- [Exercise] Every entry below must be reproduced exactly.

(Data provided Opens)

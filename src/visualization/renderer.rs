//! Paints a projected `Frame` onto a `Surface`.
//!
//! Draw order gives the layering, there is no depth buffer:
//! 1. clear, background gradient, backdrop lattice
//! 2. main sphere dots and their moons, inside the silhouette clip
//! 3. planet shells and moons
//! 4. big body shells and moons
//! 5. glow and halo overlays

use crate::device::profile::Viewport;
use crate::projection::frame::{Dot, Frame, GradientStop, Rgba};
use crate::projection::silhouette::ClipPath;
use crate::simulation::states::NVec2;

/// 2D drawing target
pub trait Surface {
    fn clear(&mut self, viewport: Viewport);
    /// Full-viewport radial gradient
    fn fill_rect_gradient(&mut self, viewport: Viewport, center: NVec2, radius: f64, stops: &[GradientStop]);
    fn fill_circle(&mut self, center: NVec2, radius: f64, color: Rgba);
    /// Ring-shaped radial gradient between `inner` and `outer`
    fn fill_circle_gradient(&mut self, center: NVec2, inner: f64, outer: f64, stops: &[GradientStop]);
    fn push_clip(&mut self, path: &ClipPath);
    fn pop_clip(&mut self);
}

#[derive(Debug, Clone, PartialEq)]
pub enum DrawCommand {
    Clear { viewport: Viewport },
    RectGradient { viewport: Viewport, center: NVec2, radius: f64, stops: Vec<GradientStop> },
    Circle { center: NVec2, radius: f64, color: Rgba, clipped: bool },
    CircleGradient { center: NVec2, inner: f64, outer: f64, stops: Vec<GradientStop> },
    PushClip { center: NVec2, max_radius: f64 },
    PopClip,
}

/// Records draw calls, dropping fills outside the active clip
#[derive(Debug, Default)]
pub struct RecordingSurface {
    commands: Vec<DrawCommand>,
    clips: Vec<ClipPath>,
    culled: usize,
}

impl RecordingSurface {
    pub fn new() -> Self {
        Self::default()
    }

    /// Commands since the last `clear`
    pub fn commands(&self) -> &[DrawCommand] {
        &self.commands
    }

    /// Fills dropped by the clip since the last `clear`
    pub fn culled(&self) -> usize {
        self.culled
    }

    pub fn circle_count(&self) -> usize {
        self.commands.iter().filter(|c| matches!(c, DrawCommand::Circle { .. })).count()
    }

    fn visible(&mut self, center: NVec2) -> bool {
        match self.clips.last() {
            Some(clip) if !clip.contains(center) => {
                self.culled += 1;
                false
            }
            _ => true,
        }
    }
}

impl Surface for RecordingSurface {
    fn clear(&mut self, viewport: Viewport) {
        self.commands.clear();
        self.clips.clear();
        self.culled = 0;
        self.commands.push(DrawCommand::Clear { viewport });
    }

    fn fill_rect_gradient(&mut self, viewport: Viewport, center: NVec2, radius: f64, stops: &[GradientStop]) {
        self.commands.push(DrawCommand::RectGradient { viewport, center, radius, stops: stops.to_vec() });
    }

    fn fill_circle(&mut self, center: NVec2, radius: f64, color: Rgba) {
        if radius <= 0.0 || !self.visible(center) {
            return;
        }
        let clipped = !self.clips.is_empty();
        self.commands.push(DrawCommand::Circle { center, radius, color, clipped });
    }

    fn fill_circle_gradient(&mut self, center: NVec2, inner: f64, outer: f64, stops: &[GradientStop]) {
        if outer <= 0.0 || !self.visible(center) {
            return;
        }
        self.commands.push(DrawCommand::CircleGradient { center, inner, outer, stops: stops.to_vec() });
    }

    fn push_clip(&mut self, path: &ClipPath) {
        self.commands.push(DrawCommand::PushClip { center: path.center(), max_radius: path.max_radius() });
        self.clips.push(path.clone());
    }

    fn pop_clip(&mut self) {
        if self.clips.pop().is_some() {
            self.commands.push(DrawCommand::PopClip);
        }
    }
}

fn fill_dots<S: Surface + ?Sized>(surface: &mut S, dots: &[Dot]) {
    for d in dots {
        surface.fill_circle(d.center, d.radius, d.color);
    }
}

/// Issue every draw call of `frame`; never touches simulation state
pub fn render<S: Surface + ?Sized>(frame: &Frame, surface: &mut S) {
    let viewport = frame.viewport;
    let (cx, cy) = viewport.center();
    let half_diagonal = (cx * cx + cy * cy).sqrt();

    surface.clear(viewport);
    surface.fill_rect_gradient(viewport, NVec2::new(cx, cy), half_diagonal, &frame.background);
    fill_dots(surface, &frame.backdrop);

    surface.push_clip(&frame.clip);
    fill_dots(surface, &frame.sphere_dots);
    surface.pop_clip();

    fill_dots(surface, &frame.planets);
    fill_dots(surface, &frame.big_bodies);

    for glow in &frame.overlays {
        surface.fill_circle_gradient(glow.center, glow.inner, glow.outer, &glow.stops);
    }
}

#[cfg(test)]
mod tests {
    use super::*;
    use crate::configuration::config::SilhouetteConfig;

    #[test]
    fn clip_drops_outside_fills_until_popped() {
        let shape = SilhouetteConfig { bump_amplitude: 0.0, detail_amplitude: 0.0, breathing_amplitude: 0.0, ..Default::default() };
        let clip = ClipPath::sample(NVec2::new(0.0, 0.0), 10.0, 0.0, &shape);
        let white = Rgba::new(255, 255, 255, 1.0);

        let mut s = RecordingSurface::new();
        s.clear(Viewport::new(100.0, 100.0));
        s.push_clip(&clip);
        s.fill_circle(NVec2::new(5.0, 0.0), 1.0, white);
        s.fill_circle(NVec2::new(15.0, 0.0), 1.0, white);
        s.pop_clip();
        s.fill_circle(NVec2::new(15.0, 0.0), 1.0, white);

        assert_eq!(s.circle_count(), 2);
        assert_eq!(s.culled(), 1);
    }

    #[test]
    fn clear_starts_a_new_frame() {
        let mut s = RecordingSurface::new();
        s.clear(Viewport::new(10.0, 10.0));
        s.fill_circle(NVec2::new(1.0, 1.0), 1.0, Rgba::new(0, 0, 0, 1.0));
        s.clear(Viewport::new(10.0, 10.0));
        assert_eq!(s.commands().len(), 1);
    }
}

(Data provided Closes)

- [Task result]
filename src/visualization/renderer.rs
//! Paints a projected `Frame` onto a `Surface`.
//!
//! Draw order gives the layering, there is no depth buffer:
//! 1. clear, background gradient, backdrop lattice
//! 2. main sphere dots and their moons, inside the silhouette clip
//! 3. planet shells and moons
//! 4. big body shells and moons
//! 5. glow and halo overlays

use crate::device::profile::Viewport;
use crate::projection::frame::{Dot, Frame, GradientStop, Rgba};
use crate::projection::silhouette::ClipPath;
use crate::simulation::states::NVec2;

/// 2D drawing target
pub trait Surface {
    fn clear(&mut self, viewport: Viewport);
    /// Full-viewport radial gradient
    fn fill_rect_gradient(&mut self, viewport: Viewport, center: NVec2, radius: f64, stops: &[GradientStop]);
    fn fill_circle(&mut self, center: NVec2, radius: f64, color: Rgba);
    /// Ring-shaped radial gradient between `inner` and `outer`
    fn fill_circle_gradient(&mut self, center: NVec2, inner: f64, outer: f64, stops: &[GradientStop]);
    fn push_clip(&mut self, path: &ClipPath);
    fn pop_clip(&mut self);
}

#[derive(Debug, Clone, PartialEq)]
pub enum DrawCommand {
    Clear { viewport: Viewport },
    RectGradient { viewport: Viewport, center: NVec2, radius: f64, stops: Vec<GradientStop> },
    Circle { center: NVec2, radius: f64, color: Rgba, clipped: bool },
    CircleGradient { center: NVec2, inner: f64, outer: f64, stops: Vec<GradientStop> },
    PushClip { center: NVec2, max_radius: f64 },
    PopClip,
}

/// Records draw calls, dropping fills outside the active clip
#[derive(Debug, Default)]
pub struct RecordingSurface {
    commands: Vec<DrawCommand>,
    clips: Vec<ClipPath>,
    culled: usize,
}

impl RecordingSurface {
    pub fn new() -> Self {
        Self::default()
    }

    /// Commands since the last `clear`
    pub fn commands(&self) -> &[DrawCommand] {
        &self.commands
    }

    /// Fills dropped by the clip since the last `clear`
    pub fn culled(&self) -> usize {
        self.culled
    }

    pub fn circle_count(&self) -> usize {
        self.commands.iter().filter(|c| matches!(c, DrawCommand::Circle { .. })).count()
    }

    fn visible(&mut self, center: NVec2) -> bool {
        match self.clips.last() {
            Some(clip) if !clip.contains(center) => {
                self.culled += 1;
                false
            }
            _ => true,
        }
    }
}

impl Surface for RecordingSurface {
    fn clear(&mut self, viewport: Viewport) {
        self.commands.clear();
        self.clips.clear();
        self.culled = 0;
        self.commands.push(DrawCommand::Clear { viewport });
    }

    fn fill_rect_gradient(&mut self, viewport: Viewport, center: NVec2, radius: f64, stops: &[GradientStop]) {
        self.commands.push(DrawCommand::RectGradient { viewport, center, radius, stops: stops.to_vec() });
    }

    fn fill_circle(&mut self, center: NVec2, radius: f64, color: Rgba) {
        if radius <= 0.0 || !self.visible(center) {
            return;
        }
        let clipped = !self.clips.is_empty();
        self.commands.push(DrawCommand::Circle { center, radius, color, clipped });
    }

    fn fill_circle_gradient(&mut self, center: NVec2, inner: f64, outer: f64, stops: &[GradientStop]) {
        if outer <= 0.0 || !self.visible(center) {
            return;
        }
        self.commands.push(DrawCommand::CircleGradient { center, inner, outer, stops: stops.to_vec() });
    }

    fn push_clip(&mut self, path: &ClipPath) {
        self.commands.push(DrawCommand::PushClip { center: path.center(), max_radius: path.max_radius() });
        self.clips.push(path.clone());
    }

    fn pop_clip(&mut self) {
        if self.clips.pop().is_some() {
            self.commands.push(DrawCommand::PopClip);
        }
    }
}

fn fill_dots<S: Surface + ?Sized>(surface: &mut S, dots: &[Dot]) {
    for d in dots {
        surface.fill_circle(d.center, d.radius, d.color);
    }
}

/// Issue every draw call of `frame`; never touches simulation state
pub fn render<S: Surface + ?Sized>(frame: &Frame, surface: &mut S) {
    let viewport = frame.viewport;
    let (cx, cy) = viewport.center();
    let half_diagonal = (cx * cx + cy * cy).sqrt();

    surface.clear(viewport);
    surface.fill_rect_gradient(viewport, NVec2::new(cx, cy), half_diagonal, &frame.background);
    fill_dots(surface, &frame.backdrop);

    surface.push_clip(&frame.clip);
    fill_dots(surface, &frame.sphere_dots);
    surface.pop_clip();

    fill_dots(surface, &frame.planets);
    fill_dots(surface, &frame.big_bodies);

    for glow in &frame.overlays {
        surface.fill_circle_gradient(glow.center, glow.inner, glow.outer, &glow.stops);
    }
}

#[cfg(test)]
mod tests {
    use super::*;
    use crate::configuration::config::SilhouetteConfig;

    #[test]
    fn clip_drops_outside_fills_until_popped() {
        let shape = SilhouetteConfig { bump_amplitude: 0.0, detail_amplitude: 0.0, breathing_amplitude: 0.0, ..Default::default() };
        let clip = ClipPath::sample(NVec2::new(0.0, 0.0), 10.0, 0.0, &shape);
        let white = Rgba::new(255, 255, 255, 1.0);

        let mut s = RecordingSurface::new();
        s.clear(Viewport::new(100.0, 100.0));
        s.push_clip(&clip);
        s.fill_circle(NVec2::new(5.0, 0.0), 1.0, white);
        s.fill_circle(NVec2::new(15.0, 0.0), 1.0, white);
        s.pop_clip();
        s.fill_circle(NVec2::new(15.0, 0.0), 1.0, white);

        assert_eq!(s.circle_count(), 2);
        assert_eq!(s.culled(), 1);
    }

    #[test]
    fn clear_starts_a_new_frame() {
        let mut s = RecordingSurface::new();
        s.clear(Viewport::new(10.0, 10.0));
        s.fill_circle(NVec2::new(1.0, 1.0), 1.0, Rgba::new(0, 0, 0, 1.0));
        s.clear(Viewport::new(10.0, 10.0));
        assert_eq!(s.commands().len(), 1);
    }
}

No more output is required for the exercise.